The main tube gets washers welded on to the crank end. Then ground to clean up, and allow and modular pieces of the press to slide on from the crank end. The washers might be included if you buy a trailer jack, but I didn't so I had to buy some.










The weld line on the main 1 1/2" body should be on the top. On the bottom and back, spacers need to be added to take any slop out of the compression arm. 92 would take fender washers and weld them to the main body through two holes he would drill. Much the same way you will weld the acme but into the 1 1/4" compression arm like so. Make sure screw is straight when you weld the nut in. The washers were my spacers to keep it straight. 





























So just drill some holes and weld through them to attach washers and the acme nut. Those who buy a trailer jack, you might have to cut up the jack to get the but out, then grind the nut into a cube to make it fit into the 1 1/4" compression tube. 
I did not go the washer route, I just used a couple layers of slick strip.
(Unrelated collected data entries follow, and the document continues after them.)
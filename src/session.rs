#![warn(clippy::all, clippy::pedantic)]

use bevy_ecs::prelude::Resource;
use log::{debug, error, info, warn};
use thiserror::Error;

use crate::game::{GAME_ID, MAX_WRONG_ANSWERS};
use crate::progress::{MemoryProgress, ProgressTracker};
use crate::puzzle::{Level, Puzzle, PuzzleGenerator};

/// Running state across the puzzles of one game.
#[derive(Debug, Clone, Copy, PartialEq, Eq, Default)]
pub struct Session {
    pub level: Level,
    pub score: u32,
    pub wrong_count: u32,
    pub questions_answered: u32,
}

impl Session {
    #[must_use]
    pub fn new() -> Self {
        Self::default()
    }

    /// Applies one answered question and returns the resulting session.
    ///
    /// Counters and level change together; the level is recomputed from the
    /// new question count.
    #[must_use]
    pub fn advance(self, correct: bool) -> Self {
        let questions_answered = self.questions_answered + 1;
        let (score, wrong_count) = if correct {
            (self.score + 1, self.wrong_count)
        } else {
            (self.score, self.wrong_count + 1)
        };

        Self {
            level: Level::from_questions(questions_answered),
            score,
            wrong_count,
            questions_answered,
        }
    }

    #[must_use]
    pub fn is_over(&self) -> bool {
        self.wrong_count >= MAX_WRONG_ANSWERS
    }

    #[must_use]
    pub fn strikes_left(&self) -> u32 {
        MAX_WRONG_ANSWERS.saturating_sub(self.wrong_count)
    }
}

/// Outcome of a submitted ordering.
#[derive(Debug, Clone, Copy, PartialEq, Eq)]
pub struct Verdict {
    pub correct: bool,
    pub game_over: bool,
    pub session: Session,
}

#[derive(Debug, Clone, PartialEq, Eq, Error)]
pub enum SubmitError {
    #[error("no puzzle is active")]
    NoPuzzle,
    #[error("the session is already over")]
    SessionOver,
    #[error("submitted order {given:?} is not a permutation of {expected:?}")]
    NotAPermutation { expected: Vec<u32>, given: Vec<u32> },
}

/// Validates answers against the active puzzle and drives level and
/// game-over transitions.
#[derive(Resource)]
pub struct SessionController {
    session: Session,
    puzzle: Option<Puzzle>,
    generator: PuzzleGenerator,
    tracker: Box<dyn ProgressTracker>,
}

impl Default for SessionController {
    fn default() -> Self {
        Self::new(PuzzleGenerator::new(), Box::new(MemoryProgress::new()))
    }
}

impl SessionController {
    #[must_use]
    pub fn new(generator: PuzzleGenerator, tracker: Box<dyn ProgressTracker>) -> Self {
        Self {
            session: Session::new(),
            puzzle: None,
            generator,
            tracker,
        }
    }

    #[must_use]
    pub fn session(&self) -> Session {
        self.session
    }

    #[must_use]
    pub fn puzzle(&self) -> Option<&Puzzle> {
        self.puzzle.as_ref()
    }

    /// Generates a puzzle at the current level and makes it active.
    pub fn next_puzzle(&mut self) -> &Puzzle {
        let puzzle = self.generator.generate(self.session.level);
        debug!(
            "Next puzzle at level {}: {:?}",
            self.session.level,
            puzzle.numbers()
        );
        self.puzzle.insert(puzzle)
    }

    /// Replaces the active puzzle with one built elsewhere.
    pub fn set_puzzle(&mut self, puzzle: Puzzle) {
        self.puzzle = Some(puzzle);
    }

    pub fn submit(&mut self, user_order: &[u32]) -> Result<Verdict, SubmitError> {
        if self.session.is_over() {
            return Err(SubmitError::SessionOver);
        }
        let puzzle = self.puzzle.as_ref().ok_or(SubmitError::NoPuzzle)?;

        if !puzzle.is_permutation(user_order) {
            warn!("Rejected submission {user_order:?} for {:?}", puzzle.numbers());
            return Err(SubmitError::NotAPermutation {
                expected: puzzle.numbers().to_vec(),
                given: user_order.to_vec(),
            });
        }

        let correct = puzzle.is_solved_by(user_order);
        let previous_level = self.session.level;
        self.session = self.session.advance(correct);
        let game_over = self.session.is_over();

        debug!(
            "Answer {} ({} correct, {} wrong, {} answered)",
            if correct { "correct" } else { "wrong" },
            self.session.score,
            self.session.wrong_count,
            self.session.questions_answered
        );
        if self.session.level != previous_level {
            info!("Reached level {}", self.session.level);
        }

        if game_over {
            info!("Game over with score {}", self.session.score);
            if let Err(e) = self.tracker.record_score(GAME_ID, self.session.score) {
                error!("Failed to record score: {e}");
            }
        }

        Ok(Verdict {
            correct,
            game_over,
            session: self.session,
        })
    }

    /// Starts over with zeroed counters. Does not generate a puzzle.
    pub fn reset(&mut self) -> Session {
        self.session = Session::new();
        self.puzzle = None;
        self.session
    }
}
There's a little washer in the pic to give you an idea of how the washer method would work. I think 92 used 1" fender washers. 










All of the screws for tightening and adjusting have a 5/16 hole drilled in the tube and then a nut welded to the tube. Run a tap through to clean up the threads. 










All of my attachments get a piece of slick strip on three if their inner sides. Got it from amazon.


----------



## Shootn'Freak (Apr 18, 2012)

Here's mine


----------



## killermiller60x (Feb 10, 2014)

Where can I buy fingers?


----------



## lsmerrill (Dec 5, 2013)

Pm sent


----------



## harleynut (Jan 20, 2013)

anyone know why 92safari's inline press thread got deleted?


----------



## Bigdadie (Jan 28, 2014)

I have all 40 pages of the original thread coped to pdf, if you want a copy pm me..


----------



## BowBaker1640 (Aug 6, 2010)

I tried to view it from my favorites and I got a message that I didn't have permission to view it. what's up with that? I've been watching this thread for months! I sent a message to the administrator and they haven't even given me the courtesy of a response. do I need to say "mother may I" or pretty please? there was nothing wrong with that thread. it's not like they were being sold or anything and someone building something for themselves is not violating any patents


----------



## BowBaker1640 (Aug 6, 2010)

they brought it back!!!! yippie


----------